--- PROVIDED MATERIAL Enclosed Below ---

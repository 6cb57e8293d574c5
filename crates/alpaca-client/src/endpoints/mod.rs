/*
 *
 *
 *
 *
 * MIT License
 * Copyright (c) 2025. Dwight J. Browne
 * dwight[-at-]dwightjbrowne[-dot-]com
 *
 *
 * Permission is hereby granted, free of charge, to any person obtaining a copy
 * of this software and associated documentation files (the "Software"), to deal
 * in the Software without restriction, including without limitation the rights
 * to use, copy, modify, merge, publish, distribute, sublicense, and/or sell
 * copies of the Software, and to permit persons to whom the Software is
 * furnished to do so, subject to the following conditions:
 *
 * The above copyright notice and this permission notice shall be included in all
 * copies or substantial portions of the Software.
 *
 * THE SOFTWARE IS PROVIDED "AS IS", WITHOUT WARRANTY OF ANY KIND, EXPRESS OR
 * IMPLIED, INCLUDING BUT NOT LIMITED TO THE WARRANTIES OF MERCHANTABILITY,
 * FITNESS FOR A PARTICULAR PURPOSE AND NONINFRINGEMENT. IN NO EVENT SHALL THE
 * AUTHORS OR COPYRIGHT HOLDERS BE LIABLE FOR ANY CLAIM, DAMAGES OR OTHER
 * LIABILITY, WHETHER IN AN ACTION OF CONTRACT, TORT OR OTHERWISE, ARISING FROM,
 * OUT OF OR IN CONNECTION WITH THE SOFTWARE OR THE USE OR OTHER DEALINGS IN THE
 * SOFTWARE.
 */

//! Endpoint catalog
//!
//! One module per API domain. Each declares its endpoints as `static`
//! [`Endpoint`](crate::endpoint::Endpoint) items, lists them in a `CATALOG`
//! slice, and wraps them in an endpoint group the client hands out.

pub mod account;
pub mod assets;
pub mod calendar;
pub mod orders;
pub mod positions;
pub mod stocks;
pub mod watchlists;

use crate::endpoint::Declaration;
use alpaca_core::ApiBase;

/// Declarations per domain, with the kind of base they are served from.
pub fn domains() -> [(&'static str, Domain, &'static [&'static Declaration]); 7] {
  [
    ("account", Domain::Trading, account::CATALOG),
    ("assets", Domain::Trading, assets::CATALOG),
    ("calendar", Domain::Trading, calendar::CATALOG),
    ("orders", Domain::Trading, orders::CATALOG),
    ("positions", Domain::Trading, positions::CATALOG),
    ("watchlists", Domain::Trading, watchlists::CATALOG),
    ("stocks", Domain::MarketData, stocks::CATALOG),
  ]
}

/// Which host a catalog domain talks to.
#[derive(Debug, Clone, Copy, PartialEq, Eq)]
pub enum Domain {
  /// Paper or live trading, per configuration
  Trading,
  /// Market data
  MarketData,
}

impl Domain {
  pub fn base(&self, paper: bool) -> ApiBase {
    match self {
      Domain::Trading => ApiBase::trading(paper),
      Domain::MarketData => ApiBase::Data,
    }
  }
}

/// Find a declaration by its operation name, with the domain serving it.
pub fn lookup(name: &str) -> Option<(Domain, &'static Declaration)> {
  domains()
    .into_iter()
    .flat_map(|(_, domain, catalog)| catalog.iter().map(move |decl| (domain, *decl)))
    .find(|(_, decl)| decl.name == name)
}

/// Every declared endpoint.
pub fn all() -> impl Iterator<Item = &'static Declaration> {
  domains().into_iter().flat_map(|(_, _, catalog)| catalog.iter().copied())
}

#[cfg(test)]
mod tests {
  use super::*;
  use std::collections::HashSet;

  #[test]
  fn test_lookup() {
    let (domain, decl) = lookup("Delete Order").unwrap();
    assert_eq!(domain, Domain::Trading);
    assert_eq!(decl.path, "v2/orders/{order_id}");
    assert_eq!(decl.ok_status, 204);
    assert!(lookup("Get Option Chain").is_none());
    assert_eq!(lookup("Snapshots").unwrap().0, Domain::MarketData);
  }

  #[test]
  fn test_status_messages_are_returned_verbatim() {
    for decl in all() {
      for (code, text) in decl.status_messages {
        assert_ne!(*code, decl.ok_status, "{} documents its ok status", decl.name);
        assert_eq!(decl.message_for(*code, &[]).as_deref(), Some(*text), "{}", decl.name);
        assert_eq!(decl.failure_message(*code, "Status Text", &[]), *text, "{}", decl.name);
      }
    }
  }

  #[test]
  fn test_every_other_status_falls_back_to_generic_message() {
    for decl in all() {
      let status = decl.ok_status + 1;
      assert!(decl.message_for(status, &[]).is_none(), "{} documents {}", decl.name, status);
      assert_eq!(
        decl.failure_message(status, "Status Text", &[]),
        format!("{}: Undocumented response {}: Status Text", decl.name, status)
      );
    }
  }

  #[test]
  fn test_names_are_unique() {
    let names: HashSet<_> = all().map(|decl| decl.name).collect();
    assert_eq!(names.len(), all().count());
  }

  #[test]
  fn test_paths_are_relative() {
    assert!(all().all(|decl| !decl.path.starts_with('/') && decl.path.starts_with("v2/")));
  }

  #[test]
  fn test_domain_bases() {
    assert_eq!(Domain::Trading.base(true), ApiBase::Paper);
    assert_eq!(Domain::Trading.base(false), ApiBase::Live);
    assert_eq!(Domain::MarketData.base(false), ApiBase::Data);
  }
}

--- End of Enclosed PROVIDED MATERIAL ---

What you return must match the entries exactly, word for word.

#### WORKED SOLUTION
repository 6cb57e8293d574c5
filename crates/alpaca-client/src/endpoints/mod.rs
/*
 *
 *
 *
 *
 * MIT License
 * Copyright (c) 2025. Dwight J. Browne
 * dwight[-at-]dwightjbrowne[-dot-]com
 *
 *
 * Permission is hereby granted, free of charge, to any person obtaining a copy
 * of this software and associated documentation files (the "Software"), to deal
 * in the Software without restriction, including without limitation the rights
 * to use, copy, modify, merge, publish, distribute, sublicense, and/or sell
 * copies of the Software, and to permit persons to whom the Software is
 * furnished to do so, subject to the following conditions:
 *
 * The above copyright notice and this permission notice shall be included in all
 * copies or substantial portions of the Software.
 *
 * THE SOFTWARE IS PROVIDED "AS IS", WITHOUT WARRANTY OF ANY KIND, EXPRESS OR
 * IMPLIED, INCLUDING BUT NOT LIMITED TO THE WARRANTIES OF MERCHANTABILITY,
 * FITNESS FOR A PARTICULAR PURPOSE AND NONINFRINGEMENT. IN NO EVENT SHALL THE
 * AUTHORS OR COPYRIGHT HOLDERS BE LIABLE FOR ANY CLAIM, DAMAGES OR OTHER
 * LIABILITY, WHETHER IN AN ACTION OF CONTRACT, TORT OR OTHERWISE, ARISING FROM,
 * OUT OF OR IN CONNECTION WITH THE SOFTWARE OR THE USE OR OTHER DEALINGS IN THE
 * SOFTWARE.
 */

//! Endpoint catalog
//!
//! One module per API domain. Each declares its endpoints as `static`
//! [`Endpoint`](crate::endpoint::Endpoint) items, lists them in a `CATALOG`
//! slice, and wraps them in an endpoint group the client hands out.

pub mod account;
pub mod assets;
pub mod calendar;
pub mod orders;
pub mod positions;
pub mod stocks;
pub mod watchlists;

use crate::endpoint::Declaration;
use alpaca_core::ApiBase;

/// Declarations per domain, with the kind of base they are served from.
pub fn domains() -> [(&'static str, Domain, &'static [&'static Declaration]); 7] {
  [
    ("account", Domain::Trading, account::CATALOG),
    ("assets", Domain::Trading, assets::CATALOG),
    ("calendar", Domain::Trading, calendar::CATALOG),
    ("orders", Domain::Trading, orders::CATALOG),
    ("positions", Domain::Trading, positions::CATALOG),
    ("watchlists", Domain::Trading, watchlists::CATALOG),
    ("stocks", Domain::MarketData, stocks::CATALOG),
  ]
}

/// Which host a catalog domain talks to.
#[derive(Debug, Clone, Copy, PartialEq, Eq)]
pub enum Domain {
  /// Paper or live trading, per configuration
  Trading,
  /// Market data
  MarketData,
}

impl Domain {
  pub fn base(&self, paper: bool) -> ApiBase {
    match self {
      Domain::Trading => ApiBase::trading(paper),
      Domain::MarketData => ApiBase::Data,
    }
  }
}

/// Find a declaration by its operation name, with the domain serving it.
pub fn lookup(name: &str) -> Option<(Domain, &'static Declaration)> {
  domains()
    .into_iter()
    .flat_map(|(_, domain, catalog)| catalog.iter().map(move |decl| (domain, *decl)))
    .find(|(_, decl)| decl.name == name)
}

/// Every declared endpoint.
pub fn all() -> impl Iterator<Item = &'static Declaration> {
  domains().into_iter().flat_map(|(_, _, catalog)| catalog.iter().copied())
}

#[cfg(test)]
mod tests {
  use super::*;
  use std::collections::HashSet;

  #[test]
  fn test_lookup() {
    let (domain, decl) = lookup("Delete Order").unwrap();
    assert_eq!(domain, Domain::Trading);
    assert_eq!(decl.path, "v2/orders/{order_id}");
    assert_eq!(decl.ok_status, 204);
    assert!(lookup("Get Option Chain").is_none());
    assert_eq!(lookup("Snapshots").unwrap().0, Domain::MarketData);
  }

  #[test]
  fn test_status_messages_are_returned_verbatim() {
    for decl in all() {
      for (code, text) in decl.status_messages {
        assert_ne!(*code, decl.ok_status, "{} documents its ok status", decl.name);
        assert_eq!(decl.message_for(*code, &[]).as_deref(), Some(*text), "{}", decl.name);
        assert_eq!(decl.failure_message(*code, "Status Text", &[]), *text, "{}", decl.name);
      }
    }
  }

  #[test]
  fn test_every_other_status_falls_back_to_generic_message() {
    for decl in all() {
      let status = decl.ok_status + 1;
      assert!(decl.message_for(status, &[]).is_none(), "{} documents {}", decl.name, status);
      assert_eq!(
        decl.failure_message(status, "Status Text", &[]),
        format!("{}: Undocumented response {}: Status Text", decl.name, status)
      );
    }
  }

  #[test]
  fn test_names_are_unique() {
    let names: HashSet<_> = all().map(|decl| decl.name).collect();
    assert_eq!(names.len(), all().count());
  }

  #[test]
  fn test_paths_are_relative() {
    assert!(all().all(|decl| !decl.path.starts_with('/') && decl.path.starts_with("v2/")));
  }

  #[test]
  fn test_domain_bases() {
    assert_eq!(Domain::Trading.base(true), ApiBase::Paper);
    assert_eq!(Domain::Trading.base(false), ApiBase::Live);
    assert_eq!(Domain::MarketData.base(false), ApiBase::Data);
  }
}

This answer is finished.